29. On its part, the Petitioner is relying on Article 23(1) of the Constitution which provides that:-
“The High Court has jurisdiction, in accordance with Article 165, to hear and determine applications for redress of a denial, violation or infringement of, or threat to, a right or fundamental freedom in the Bill of Rights.”
30. However, this being an inter-governmental disputes, the court is guided by Section 3(f) of the Intergovernmental Relations Act, which provides that one of the objects and purposes of the Act are to provide mechanisms for the resolution of intergovernmental disputes where they arise.
31. The Court is also guided by Article 189(2) (3) and (4) of the Constitution provides for the measures to be undertaken in case a dispute arises between governments as follows;
‘‘(2) Government at each level, and different governments at the county level, shall co-operate in the performance of functions and exercise of powers and, for that purpose, may set up joint committees and joint authorities.
(3) In any dispute between governments, the governments shall make every reasonable effort to settle the dispute, including by means of procedures provided under national legislation.

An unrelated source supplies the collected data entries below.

impl PreloadDef {
    fn is_autoload(&self) -> bool {
        self.kind
            .as_deref()
            .is_some_and(|kind| kind.eq_ignore_ascii_case(PRELOAD_TYPE_AUTOLOAD))
    }

    /// Group for `platform`, falling back to a platform-agnostic one
    fn group_for(&self, platform: &str) -> Option<&PreloadGroupDef> {
        self.groups
            .iter()
            .find(|g| g.platforms.iter().any(|p| p.eq_ignore_ascii_case(platform)))
            .or_else(|| self.groups.iter().find(|g| g.platforms.is_empty()))
    }
}

type Document = serde_json::Map<String, serde_json::Value>;

// ═══════════════════════════════════════════════════════════════════════════════
// LOADER
// ═══════════════════════════════════════════════════════════════════════════════

/// Only writer of the control and preload tables
pub struct ControlsLoader {
    platform: String,
    next_trigger_impl_id: TriggerImplId,
}

impl ControlsLoader {
    pub fn new(platform: impl Into<String>) -> Self {
        Self {
            platform: platform.into(),
            next_trigger_impl_id: TRIGGER_IMPL_ID_NUM_RESERVED,
        }
    }

    /// Parse every control section found in `folder`
    pub fn parse_controls_data(
        &mut self,
        folder: &Path,
        scope: DataScope,
        lookups: &mut ControlLookups,
        middleware: &mut dyn AudioMiddleware,
    ) -> AtlResult<usize> {
        let documents = read_documents(folder)?;
        let count = documents.len();

        for (path, document) in documents {
            for (section, value) in document {
                let parsed = match section.as_str() {
                    SECTION_TRIGGERS => serde_json::from_value(value)
                        .map(|defs| self.parse_triggers(defs, scope, lookups, middleware)),
                    SECTION_RTPCS => serde_json::from_value(value)
                        .map(|defs| parse_rtpcs(defs, scope, lookups, middleware)),
                    SECTION_SWITCHES => serde_json::from_value(value)
                        .map(|defs| parse_switches(defs, scope, lookups, middleware)),
                    SECTION_ENVIRONMENTS => serde_json::from_value(value)
                        .map(|defs| parse_environments(defs, scope, lookups, middleware)),
                    SECTION_PRELOADS => Ok(()),
                    other => {
                        log::error!("Unknown section '{}' in {}", other, path.display());
                        Ok(())
                    }
                };
                if let Err(e) = parsed {
                    log::error!("Malformed '{}' section in {}: {}", section, path.display(), e);
                }
            }
        }

        log::debug!(
            "Parsed controls from {} file(s) in {} ({:?})",
            count,
            folder.display(),
            scope
        );
        Ok(count)
    }

    /// Parse the preload sections found in `folder`, creating file cache entries
    pub fn parse_preloads_data(
        &mut self,
        folder: &Path,
        scope: DataScope,
        lookups: &mut ControlLookups,
        file_cache: &mut FileCacheManager,
        middleware: &mut dyn AudioMiddleware,
    ) -> AtlResult<usize> {
        let documents = read_documents(folder)?;
        let count = documents.len();
        let folder_name = folder
            .file_name()
            .map(|n| n.to_string_lossy().into_owned())
            .unwrap_or_default();

        for (path, mut document) in documents {
            let Some(value) = document.remove(SECTION_PRELOADS) else {
                continue;
            };
            match serde_json::from_value::<Vec<PreloadDef>>(value) {
                Ok(defs) => {
                    for def in defs {
                        self.parse_preload(def, scope, &folder_name, lookups, file_cache, middleware);
                    }
                }
                Err(e) => log::error!("Malformed preloads section in {}: {}", path.display(), e),
            }
        }
        Ok(count)
    }

    /// Drop every control definition of `scope`, deleting its backend data
    pub fn clear_controls_data(
        &mut self,
        scope: DataScope,
        lookups: &mut ControlLookups,
        middleware: &mut dyn AudioMiddleware,
    ) {
        for (_, trigger) in drain_scope(&mut lookups.triggers, scope, |t| t.scope) {
            for trigger_impl in trigger.impls {
                if let ControlImpl::Middleware(data) = trigger_impl.target {
                    middleware.delete_trigger_impl_data(data);
                }
            }
        }
        for (_, rtpc) in drain_scope(&mut lookups.rtpcs, scope, |r| r.scope) {
            for rtpc_impl in rtpc.impls {
                if let ControlImpl::Middleware(data) = rtpc_impl {
                    middleware.delete_rtpc_impl_data(data);
                }
            }
        }
        for (_, switch) in drain_scope(&mut lookups.switches, scope, |s| s.scope) {
            for state in switch.states.into_values() {
                for state_impl in state.impls {
                    if let ControlImpl::Middleware(data) = state_impl {
                        middleware.delete_switch_state_impl_data(data);
                    }
                }
            }
        }
        for (_, environment) in drain_scope(&mut lookups.environments, scope, |e| e.scope) {
            for environment_impl in environment.impls {
                if let ControlImpl::Middleware(data) = environment_impl {
                    middleware.delete_environment_impl_data(data);
                }
            }
        }
    }

    /// Drop every preload request of `scope` together with its file entries
    pub fn clear_preloads_data(
        &mut self,
        scope: DataScope,
        lookups: &mut ControlLookups,
        file_cache: &mut FileCacheManager,
        middleware: &mut dyn AudioMiddleware,
    ) {
        for (_, request) in drain_scope(&mut lookups.preloads, scope, |p| p.scope) {
            for file_id in request.file_entry_ids {
                file_cache.try_remove_file_cache_entry(file_id, request.scope, middleware);
            }
        }
    }

    // ───────────────────────────────────────────────────────────────────────────
    // Sections
    // ───────────────────────────────────────────────────────────────────────────

    fn parse_triggers(
        &mut self,
        defs: Vec<ControlDef>,
        scope: DataScope,
        lookups: &mut ControlLookups,
        middleware: &mut dyn AudioMiddleware,
    ) {
        for def in defs {
            let id = audio_string_to_id(&def.name);
            if lookups.triggers.contains_key(&id) {
                log::error!("Trigger '{}' already defined (id {})", def.name, id);
                continue;
            }

            let mut impls = Vec::with_capacity(def.impls.len());
            for node in &def.impls {
                let target = if node.tag == INTERNAL_TRIGGER_TAG {
                    match internal_trigger(node) {
                        Some(internal) => ControlImpl::Internal(internal),
                        None => {
                            log::warn!("Trigger '{}': unknown internal trigger '{}'", def.name, node.name);
                            continue;
                        }
                    }
                } else {
                    match middleware.new_trigger_impl_data(node) {
                        Some(data) => ControlImpl::Middleware(data),
                        None => {
                            log::warn!("Trigger '{}': backend rejected impl '{}'", def.name, node.name);
                            continue;
                        }
                    }
                };
                impls.push(TriggerImpl {
                    id: self.next_trigger_impl_id(),
                    trigger_id: id,
                    target,
                });
            }

            lookups.triggers.insert(
                id,
                Trigger {
                    id,
                    name: def.name,
                    scope,
                    impls,
                },
            );
        }
    }

    fn parse_preload(
        &mut self,
        def: PreloadDef,
        scope: DataScope,
        folder_name: &str,
        lookups: &mut ControlLookups,
        file_cache: &mut FileCacheManager,
        middleware: &mut dyn AudioMiddleware,
    ) {
        let auto_load = def.is_autoload();
        let name = match (auto_load, scope) {
            (true, DataScope::Global) => GLOBAL_PRELOAD_REQUEST_NAME.to_string(),
            (true, DataScope::LevelSpecific) if !folder_name.is_empty() => folder_name.to_string(),
            _ => def.name.clone(),
        };
        let id = audio_string_to_id(&name);

        let Some(group) = def.group_for(&self.platform) else {
            log::warn!("Preload '{}' has no files for platform '{}'", name, self.platform);
            return;
        };

        let file_entry_ids: Vec<_> = group
            .files
            .iter()
            .map(|node| file_cache.try_add_file_cache_entry(node, scope, auto_load, middleware))
            .filter(|&file_id| file_id != INVALID_FILE_ENTRY_ID)
            .collect();

        match lookups.preloads.get_mut(&id) {
            Some(existing) => {
                log::debug!("Preload '{}' extended by {} file(s)", name, file_entry_ids.len());
                existing.file_entry_ids.extend(file_entry_ids);
                existing.all_loaded = false;
            }
            None => {
                log::debug!("Preload '{}' defined with {} file(s)", name, file_entry_ids.len());
                lookups.preloads.insert(
                    id,
                    PreloadRequest {
                        id,
                        name,
                        scope,
                        auto_load,
                        file_entry_ids,
                        all_loaded: false,
                    },
                );
            }
        }
    }

    fn next_trigger_impl_id(&mut self) -> TriggerImplId {
        let id = self.next_trigger_impl_id;
        self.next_trigger_impl_id = self.next_trigger_impl_id.wrapping_add(1);
        if self.next_trigger_impl_id < TRIGGER_IMPL_ID_NUM_RESERVED {
            log::error!("Trigger impl id counter wrapped around");
            self.next_trigger_impl_id = TRIGGER_IMPL_ID_NUM_RESERVED;
        }
        id
    }
}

4) National legislation shall provide procedures for settling inter-governmental disputes by alternative dispute resolution mechanisms, including negotiation, mediation and arbitration.”

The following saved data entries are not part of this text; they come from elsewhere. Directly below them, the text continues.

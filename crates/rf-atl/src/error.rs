//! ATL error types
//!
//! Request processing reports outcomes through [`crate::RequestStatus`];
//! these errors cover configuration, data loading and queue plumbing.

use thiserror::Error;

#[derive(Error, Debug)]
pub enum AtlError {
    #[error("IO error: {0}")]
    Io(#[from] std::io::Error),

    #[error("JSON error: {0}")]
    JsonError(#[from] serde_json::Error),

    #[error("Invalid config: {0}")]
    InvalidConfig(String),

    #[error("Controls data error: {0}")]
    ControlsData(String),

    #[error("Request queue full")]
    QueueFull,

    #[error("Audio processor disconnected")]
    Disconnected,
}

pub type AtlResult<T> = Result<T, AtlError>;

32. Further, although the jurisdiction of this Court is well established under the Constitution to hear and determine matters pertaining to the violations, breaches, infringement of fundamental rights and freedoms, Article 159(2) of the Constitution obligates this Court in exercising judicial authority to be guided by the following principles:
a) justice shall be done to all, irrespective of status;
b) justice shall not be delayed;
c) alternative forms of dispute resolution including reconciliation, mediation, arbitration and traditional dispute resolution mechanisms shall be promoted, subject to clause (3);
d) justice shall be administered without undue regard to procedural technicalities; and
e) the purpose and principles of this Constitution shall be protected and promoted.”

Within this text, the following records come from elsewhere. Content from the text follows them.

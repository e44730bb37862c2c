//! Audio middleware boundary
//!
//! The ATL never interprets backend data. Every backend-side entity is an
//! opaque handle minted by the middleware and handed back on each call.
//! Completions (event started/finished) come back through the
//! [`RequestSender`] given to [`AudioMiddleware::initialize`].

use serde::{Deserialize, Serialize};

use crate::position::{MultiPositionParams, WorldTransform};
use crate::request::RequestSender;
use crate::types::{AudioObjectId, EventId, PanningMode, RequestStatus, SourceId};

// ═══════════════════════════════════════════════════════════════════════════════
// OPAQUE HANDLES
// ═══════════════════════════════════════════════════════════════════════════════

macro_rules! impl_handle {
    ($($(#[$meta:meta])* $name:ident),* $(,)?) => {
        $(
            $(#[$meta])*
            #[derive(Debug, Clone, Copy, PartialEq, Eq, Hash)]
            pub struct $name(pub u64);
        )*
    };
}

impl_handle!(
    /// Backend state of an audio object
    ObjectData,
    /// Backend state of a listener
    ListenerData,
    /// Backend state of one in-flight event
    EventData,
    TriggerData,
    RtpcData,
    SwitchStateData,
    EnvironmentData,
    /// Backend state of a cached file
    FileEntryData,
);

/// Control definition node handed to the backend for parsing
#[derive(Debug, Clone, PartialEq, Default, Serialize, Deserialize)]
pub struct ImplNode {
    pub tag: String,
    #[serde(default)]
    pub name: String,
    #[serde(default)]
    pub properties: serde_json::Map<String, serde_json::Value>,
    #[serde(default)]
    pub children: Vec<ImplNode>,
}

impl ImplNode {
    pub fn new(tag: impl Into<String>, name: impl Into<String>) -> Self {
        Self {
            tag: tag.into(),
            name: name.into(),
            ..Default::default()
        }
    }

    pub fn with_child(mut self, child: ImplNode) -> Self {
        self.children.push(child);
        self
    }

    pub fn with_property(mut self, key: &str, value: serde_json::Value) -> Self {
        self.properties.insert(key.to_string(), value);
        self
    }
}

/// Backend description of a file referenced by a preload request
#[derive(Debug, Clone, PartialEq)]
pub struct FileEntryInfo {
    pub file_name: String,
    pub localized: bool,
    /// Required alignment of the in-memory copy
    pub memory_alignment: usize,
    pub data: FileEntryData,
}

/// Configuration for an externally fed audio source
#[derive(Debug, Clone, PartialEq, Default, Serialize, Deserialize)]
pub struct AudioInputConfig {
    pub source_id: SourceId,
    pub sample_rate: u32,
    pub num_channels: u16,
    /// File to stream from, if not fed by the game
    pub source_file: Option<String>,
}

/// Binds a source trigger to a created audio source
#[derive(Debug, Clone, Copy, PartialEq, Eq, Default, Serialize, Deserialize)]
pub struct SourceInfo {
    pub source_id: SourceId,
    pub file_id: u64,
    pub language_id: u64,
    pub codec_id: u32,
}

/// Debug-only view of a backend memory pool
#[derive(Debug, Clone, PartialEq, Default)]
pub struct MemoryPoolInfo {
    pub name: String,
    pub reserved_bytes: usize,
    pub used_bytes: usize,
    pub peak_used_bytes: usize,
}

// ═══════════════════════════════════════════════════════════════════════════════
// MIDDLEWARE TRAIT
// ═══════════════════════════════════════════════════════════════════════════════

/// Capabilities the ATL needs from an audio backend.
///
/// Delete and release operations must tolerate being called twice.
pub trait AudioMiddleware: Send {
    // Lifecycle
    fn initialize(&mut self, callbacks: RequestSender) -> RequestStatus;
    fn shut_down(&mut self) -> RequestStatus;
    fn release(&mut self) -> RequestStatus;
    fn update(&mut self, delta_ms: f32);
    fn stop_all_sounds(&mut self) -> RequestStatus;
    fn set_language(&mut self, language: &str);
    /// Sub-directory (below the controls root) holding this backend's data
    fn impl_sub_path(&self) -> String;
    fn set_panning_mode(&mut self, mode: PanningMode);
    fn on_lose_focus(&mut self) -> RequestStatus;
    fn on_get_focus(&mut self) -> RequestStatus;
    fn on_mute(&mut self) -> RequestStatus;
    fn on_unmute(&mut self) -> RequestStatus;

    // Audio objects
    fn new_global_audio_object_data(&mut self, id: AudioObjectId) -> ObjectData;
    /// `None` when the backend cannot allocate another object
    fn new_audio_object_data(&mut self, id: AudioObjectId) -> Option<ObjectData>;
    fn delete_audio_object_data(&mut self, data: ObjectData);
    fn reset_audio_object(&mut self, data: ObjectData) -> RequestStatus;
    fn register_audio_object(&mut self, data: ObjectData, name: Option<&str>) -> RequestStatus;
    fn unregister_audio_object(&mut self, data: ObjectData) -> RequestStatus;
    fn update_audio_object(&mut self, data: ObjectData) -> RequestStatus;
    fn set_position(&mut self, data: ObjectData, transform: &WorldTransform) -> RequestStatus;
    fn set_multiple_positions(
        &mut self,
        data: ObjectData,
        params: &MultiPositionParams,
    ) -> RequestStatus;
    fn set_obstruction_occlusion(
        &mut self,
        data: ObjectData,
        obstruction: f32,
        occlusion: f32,
    ) -> RequestStatus;

    // Listeners
    fn new_default_listener_data(&mut self, id: AudioObjectId) -> ListenerData;
    fn new_listener_data(&mut self, id: AudioObjectId) -> ListenerData;
    fn delete_listener_data(&mut self, data: ListenerData);
    fn set_listener_position(
        &mut self,
        data: ListenerData,
        transform: &WorldTransform,
    ) -> RequestStatus;

    // Events
    fn new_event_data(&mut self, id: EventId) -> Option<EventData>;
    fn delete_event_data(&mut self, data: EventData);
    fn reset_event_data(&mut self, data: EventData);

    // Triggers
    fn new_trigger_impl_data(&mut self, node: &ImplNode) -> Option<TriggerData>;
    fn delete_trigger_impl_data(&mut self, data: TriggerData);
    fn activate_trigger(
        &mut self,
        object: ObjectData,
        trigger: TriggerData,
        event: EventData,
        source: Option<&SourceInfo>,
    ) -> RequestStatus;
    fn prepare_trigger_async(
        &mut self,
        object: ObjectData,
        trigger: TriggerData,
        event: EventData,
    ) -> RequestStatus;
    fn unprepare_trigger_async(
        &mut self,
        object: ObjectData,
        trigger: TriggerData,
        event: EventData,
    ) -> RequestStatus;
    fn stop_event(&mut self, object: ObjectData, event: EventData) -> RequestStatus;
    fn stop_all_events(&mut self, object: ObjectData) -> RequestStatus;

    // Parameters
    fn new_rtpc_impl_data(&mut self, node: &ImplNode) -> Option<RtpcData>;
    fn delete_rtpc_impl_data(&mut self, data: RtpcData);
    fn set_rtpc(&mut self, object: ObjectData, rtpc: RtpcData, value: f32) -> RequestStatus;
    fn reset_rtpc(&mut self, object: ObjectData, rtpc: RtpcData) -> RequestStatus;
    fn new_switch_state_impl_data(&mut self, node: &ImplNode) -> Option<SwitchStateData>;
    fn delete_switch_state_impl_data(&mut self, data: SwitchStateData);
    fn set_switch_state(&mut self, object: ObjectData, state: SwitchStateData) -> RequestStatus;
    fn new_environment_impl_data(&mut self, node: &ImplNode) -> Option<EnvironmentData>;
    fn delete_environment_impl_data(&mut self, data: EnvironmentData);
    fn set_environment(
        &mut self,
        object: ObjectData,
        environment: EnvironmentData,
        amount: f32,
    ) -> RequestStatus;

    // Files
    fn parse_audio_file_entry(&mut self, node: &ImplNode) -> Option<FileEntryInfo>;
    fn delete_file_entry_data(&mut self, data: FileEntryData);
    /// Directory the file lives in, including the language folder when localized
    fn audio_file_location(&self, info: &FileEntryInfo) -> String;
    fn register_in_memory_file(&mut self, info: &FileEntryInfo, data: &[u8]) -> RequestStatus;
    fn unregister_in_memory_file(&mut self, info: &FileEntryInfo) -> RequestStatus;

    // External sources
    fn create_audio_source(&mut self, config: &AudioInputConfig) -> bool;
    fn destroy_audio_source(&mut self, source_id: SourceId);

    // Introspection
    fn implementation_name(&self) -> &str;
    fn memory_pool_info(&self) -> Vec<MemoryPoolInfo> {
        Vec::new()
    }
}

33. It is apparent from the documents exhibited by the Petitioner and in particular a letter dated 4th June 2018 where the Governor of the Petitioner addressed his concern to Justice, Legal and Affairs Committee of Parliament and invited the chair to visit the locality with a view to getting clarification on boundary dispute with a view to finding a lasting solution. The Petitioner has not provided information on the results of the visit if there was one but at least the Petitioner appears to have known that the viable option was first to exhaust the avenues provided under Alternative Dispute Resolution Mechanism (ADR). The provisions of Section 31 to 35 of Intergovernmental Relations Act clearly provides for the said Alternative Dispute Resolution Mechanism (ADR) as contemplated under Article 189 (3) (4) of the Constitution of Kenya.
This court finds that the doctrine of avoidance and exhaustion clearly applies to the circumstances obtaining in this petition. Section 35 of the said Act provides;
‘‘Where all efforts of resolving a dispute under this Article fail, a party to the dispute may submit the matter for Arbitration or institute Judicial Proceedings.’’
34. The Petitioner has not exhausted all avenues provided to resolve whatever dispute it has over the disputed area. The jurisdiction of this court can only be invoked once all avenues have been exhausted as a matter of law.
In the premises this court finds that the preliminary objections raised by the respondents are well taken and founded. The same is sustained for the reasons advanced above. The petition herein is hereby struck out but I shall make no Order as to costs, since this is a public interest litigation. Each party to meet its own costs.
DATED, SIGNED AND DELIVERED AT KITUI THIS 16TH DAY OF MARCH 2022.